Below is a listing from which only part is wanted; return exactly the lines from the one with "previously generated files." up to and including the one with "let content = std::fs::read_to_string(path).map_err(|e|".

* Material for this exercise
---

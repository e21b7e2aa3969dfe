//! Optional `elmi.toml` configuration.

use std::path::{Path, PathBuf};

use serde::Deserialize;
use tracing::debug;

use crate::{Error, GenerationMode, Result};

/// Default configuration file name.
pub const CONFIG_FILE: &str = "elmi.toml";

/// Generation settings read from `elmi.toml`.
///
/// Every key is optional. Values given on the command line take precedence
/// over the file, see [`Config::overridden_by`].
///
/// ```toml
/// source = "translations/en.json"
/// target = "src"
/// type = "both"
/// overwrite = true
/// ```
#[derive(Debug, Clone, Default, PartialEq, Eq, Deserialize)]
#[serde(deny_unknown_fields)]
pub struct Config {
    /// Translation JSON file.
    pub source: Option<PathBuf>,
    /// Directory receiving `Translations.elm` and `Translations/`.
    pub target: Option<PathBuf>,
    /// Generation mode.
    #[serde(rename = "type")]
    pub mode: Option<GenerationMode>,
    /// Replace previously generated files.
    pub overwrite: Option<bool>,
}

impl Config {
    /// Load a configuration file, falling back to defaults when it does not exist.
    pub fn load(path: impl AsRef<Path>) -> Result<Self> {
        let path = path.as_ref();
        if !path.exists() {
            debug!(path = %path.display(), "no configuration file, using defaults");
            return Ok(Self::default());
        }

        let content = std::fs::read_to_string(path).map_err(|e| {
            Box::new(Error::Io {
                path: path.to_path_buf(),
                source: e,
            })
        })?;
        debug!(path = %path.display(), "loaded configuration file");
        Self::from_str_with_filename(&content, &path.display().to_string())
    }

    /// Parse configuration from a string with a custom filename for error reporting
    pub fn from_str_with_filename(content: &str, filename: &str) -> Result<Self> {
        toml::from_str(content).map_err(|e| Error::config(e, content, filename))
    }

    /// Layer `overrides` on top of this configuration.
    pub fn overridden_by(self, overrides: Config) -> Config {
        Config {
            source: overrides.source.or(self.source),
            target: overrides.target.or(self.target),
            mode: overrides.mode.or(self.mode),
            overwrite: overrides.overwrite.or(self.overwrite),
        }
    }
}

---

* Output of the exercise
    /// Replace previously generated files.
    pub overwrite: Option<bool>,
}

impl Config {
    /// Load a configuration file, falling back to defaults when it does not exist.
    pub fn load(path: impl AsRef<Path>) -> Result<Self> {
        let path = path.as_ref();
        if !path.exists() {
            debug!(path = %path.display(), "no configuration file, using defaults");
            return Ok(Self::default());
        }

        let content = std::fs::read_to_string(path).map_err(|e| {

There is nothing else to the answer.